Fatima Deryan

Personal information
- Nationality: Lebanese
- Born: Kuwait City, Kuwait

Climbing career
- Major ascents: First Lebanese woman to summit Mount Everest

= Fatima Deryan =

Lebanese mountaineer

Tima Deryan (born Fatima Deryan; فاطمة دريان) is a Kuwaiti-born Lebanese mountaineer, who currently lives in Dubai, United Arab Emirates. She is the first Lebanese woman to summit Mount Everest, which she achieved in 2019.

== Biography ==
Deryan was born in Kuwait. Her family moved to Lebanon when she was two, then relocated permanently to Dubai when she was nine.

== Career ==
She announced her plans in early 2019 to summit Mt Everest and began her expedition in March 2019, which was one of her goals of climbing the Seven Summits. Despite living in the UAE, she represented her birth country of Lebanon during the summit. She successfully climbed Mt Everest on 22 May 2019 making her the first Lebanese woman and second person from Lebanon, after Maxime Chaya, to achieve the feat. 2019 was one of the deadliest climbing seasons on Mt Everest, with at least 11 deaths. She was quoted in the New York Times: "It is a question of ethics... You figure out that if you help, you are going to die... it was terrible."

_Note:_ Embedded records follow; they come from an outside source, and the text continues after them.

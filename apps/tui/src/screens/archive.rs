//! Archive screen: collection summary and recent ingest runs.

use crossterm::event::{KeyCode, KeyModifiers};
use ratatui::prelude::*;
use ratatui::widgets::{List, ListItem, Paragraph};
use tokio::sync::mpsc::{self, error::TryRecvError};
use tracing::warn;

use tweetrag_shared::{CollectionInfo, IngestRun, Result};
use tweetrag_storage::Storage;

use crate::app::AppContext;
use crate::widgets::titled_block;

/// Ingest runs listed on the screen.
const RECENT_RUNS: usize = 10;

/// Collection state read from the database.
#[derive(Debug, Clone, Default)]
struct ArchiveSnapshot {
    collection: String,
    info: Option<CollectionInfo>,
    runs: Vec<IngestRun>,
}

type SnapshotResult = std::result::Result<ArchiveSnapshot, String>;

pub(crate) struct ArchiveScreen {
    snapshot: Option<ArchiveSnapshot>,
    error: Option<String>,
    pending: Option<mpsc::Receiver<SnapshotResult>>,
}

impl ArchiveScreen {
    pub(crate) fn new() -> Self {
        Self {
            snapshot: None,
            error: None,
            pending: None,
        }
    }

    pub(crate) fn status(&self) -> Option<String> {
        if self.pending.is_some() {
            return Some("Loading collection...".into());
        }
        self.error.as_ref().map(|e| format!("Error: {e}"))
    }

    /// Reload the snapshot on a background task.
    pub(crate) fn refresh(&mut self, ctx: &AppContext) {
        if self.pending.is_some() {
            return;
        }
        let (tx, rx) = mpsc::channel(1);
        let task_ctx = ctx.clone();
        ctx.runtime.spawn(async move {
            let result = load_snapshot(&task_ctx).await.map_err(|e| e.to_string());
            if let Err(e) = &result {
                warn!(error = %e, "failed to load collection");
            }
            let _ = tx.send(result).await;
        });
        self.pending = Some(rx);
    }

    pub(crate) fn tick(&mut self) {
        let Some(rx) = self.pending.as_mut() else {
            return;
        };
        match rx.try_recv() {
            Ok(Ok(snapshot)) => {
                self.pending = None;
                self.snapshot = Some(snapshot);
                self.error = None;
            }
            Ok(Err(e)) => {
                self.pending = None;
                self.error = Some(e);
            }
            Err(TryRecvError::Empty) => {}
            Err(TryRecvError::Disconnected) => {
                self.pending = None;
                self.error = Some("load task ended unexpectedly".into());
            }
        }
    }

    pub(crate) fn handle_key(&mut self, code: KeyCode, _modifiers: KeyModifiers, ctx: &AppContext) {
        if let KeyCode::Char('r') = code {
            self.refresh(ctx);
        }
    }

    pub(crate) fn draw(&self, f: &mut Frame, area: Rect) {
        let chunks = Layout::default()
            .direction(Direction::Vertical)
            .constraints([Constraint::Length(8), Constraint::Min(3)])
            .split(area);

        let info_lines = match &self.snapshot {
            Some(snapshot) => collection_lines(snapshot),
            None => vec![Line::from("Loading...")],
        };
        let info = Paragraph::new(info_lines).block(titled_block("Collection (r to refresh)", false));
        f.render_widget(info, chunks[0]);

        let runs: Vec<ListItem> = self
            .snapshot
            .iter()
            .flat_map(|s| s.runs.iter())
            .map(|run| ListItem::new(run_line(run)))
            .collect();
        let list = List::new(runs).block(titled_block("Recent ingest runs", false));
        f.render_widget(list, chunks[1]);
    }
}

fn collection_lines(snapshot: &ArchiveSnapshot) -> Vec<Line<'static>> {
    let label = Style::default().fg(Color::Cyan);
    let Some(info) = &snapshot.info else {
        return vec![
            Line::from(format!("Collection '{}' does not exist yet.", snapshot.collection)),
            Line::from("Run `tweetrag ingest` to build it."),
        ];
    };

    let dimension = info
        .dimension
        .map_or_else(|| "-".to_string(), |d| d.to_string());
    vec![
        Line::from(vec![Span::styled("Name:       ", label), Span::raw(info.name.clone())]),
        Line::from(vec![Span::styled("Tweets:     ", label), Span::raw(info.document_count.to_string())]),
        Line::from(vec![Span::styled("Model:      ", label), Span::raw(info.embedding_model.clone())]),
        Line::from(vec![Span::styled("Dimension:  ", label), Span::raw(dimension)]),
        Line::from(vec![
            Span::styled("Created:    ", label),
            Span::raw(info.created_at.format("%Y-%m-%d %H:%M").to_string()),
        ]),
        Line::from(vec![
            Span::styled("Updated:    ", label),
            Span::raw(info.updated_at.format("%Y-%m-%d %H:%M").to_string()),
        ]),
    ]
}

fn run_line(run: &IngestRun) -> String {
    let started = run.started_at.format("%Y-%m-%d %H:%M");
    let Some(stats) = &run.stats else {
        return format!("{started}  (unfinished)");
    };
    let field = |name: &str| stats.get(name).and_then(|v| v.as_u64()).unwrap_or(0);
    format!(
        "{started}  loaded {}  embedded {}  skipped {}  failed {}",
        field("loaded"),
        field("embedded"),
        field("skipped"),
        field("failed"),
    )
}

async fn load_snapshot(ctx: &AppContext) -> Result<ArchiveSnapshot> {
    // No database yet reads as an empty archive
    if !ctx.db_path.exists() {
        return Ok(ArchiveSnapshot {
            collection: ctx.collection.clone(),
            ..Default::default()
        });
    }
    let storage = Storage::open_readonly(&ctx.db_path).await?;
    let info = storage.get_collection(&ctx.collection).await?;
    let runs = storage
        .list_ingest_runs(&ctx.collection, RECENT_RUNS)
        .await?;
    Ok(ArchiveSnapshot {
        collection: ctx.collection.clone(),
        info,
        runs,
    })
}

#[cfg(test)]
mod tests {
    use super::*;
    use chrono::Utc;
    use tweetrag_shared::RunId;

    fn run(stats: Option<serde_json::Value>) -> IngestRun {
        IngestRun {
            id: RunId::new(),
            collection: "tweets".into(),
            started_at: Utc::now(),
            finished_at: None,
            stats,
        }
    }

    #[test]
    fn run_line_shows_counts() {
        let line = run_line(&run(Some(serde_json::json!({
            "loaded": 4, "embedded": 3, "skipped": 1, "failed": 0
        }))));
        assert!(line.ends_with("loaded 4  embedded 3  skipped 1  failed 0"));
        assert!(run_line(&run(None)).ends_with("(unfinished)"));
    }

    #[test]
    fn missing_collection_explains_ingest() {
        let lines = collection_lines(&ArchiveSnapshot {
            collection: "tweets".into(),
            ..Default::default()
        });
        assert_eq!(lines.len(), 2);
        assert_eq!(lines[0].to_string(), "Collection 'tweets' does not exist yet.");
    }

    #[test]
    fn tick_stores_loaded_snapshot() {
        let mut screen = ArchiveScreen::new();
        let (tx, rx) = mpsc::channel(1);
        screen.pending = Some(rx);
        assert!(screen.status().is_some());

        tx.try_send(Ok(ArchiveSnapshot {
            collection: "tweets".into(),
            info: None,
            runs: vec![run(None)],
        }))
        .unwrap();
        screen.tick();
        assert!(screen.pending.is_none());
        assert!(screen.status().is_none());
        assert_eq!(screen.snapshot.unwrap().runs.len(), 1);
    }
}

Mt Everest was Deryan's sixth mountain climbed out of seven mountains in different continents as a part of the Seven Summits, which included Denali in North America, Kilimanjaro in Africa, Elbrus in Europe, Puncak Jaya in Oceania and Aconcagua in South America. On 16 December 2022, she completed ski ng to the South Pole.

In October 2019, she also supported and joined the Lebanese demonstrations calling for major economic and political reform in Lebanon. In the same month, she also campaigned under the slogan "Wadi hike" regarding creating awareness about the breast cancer in Dubai.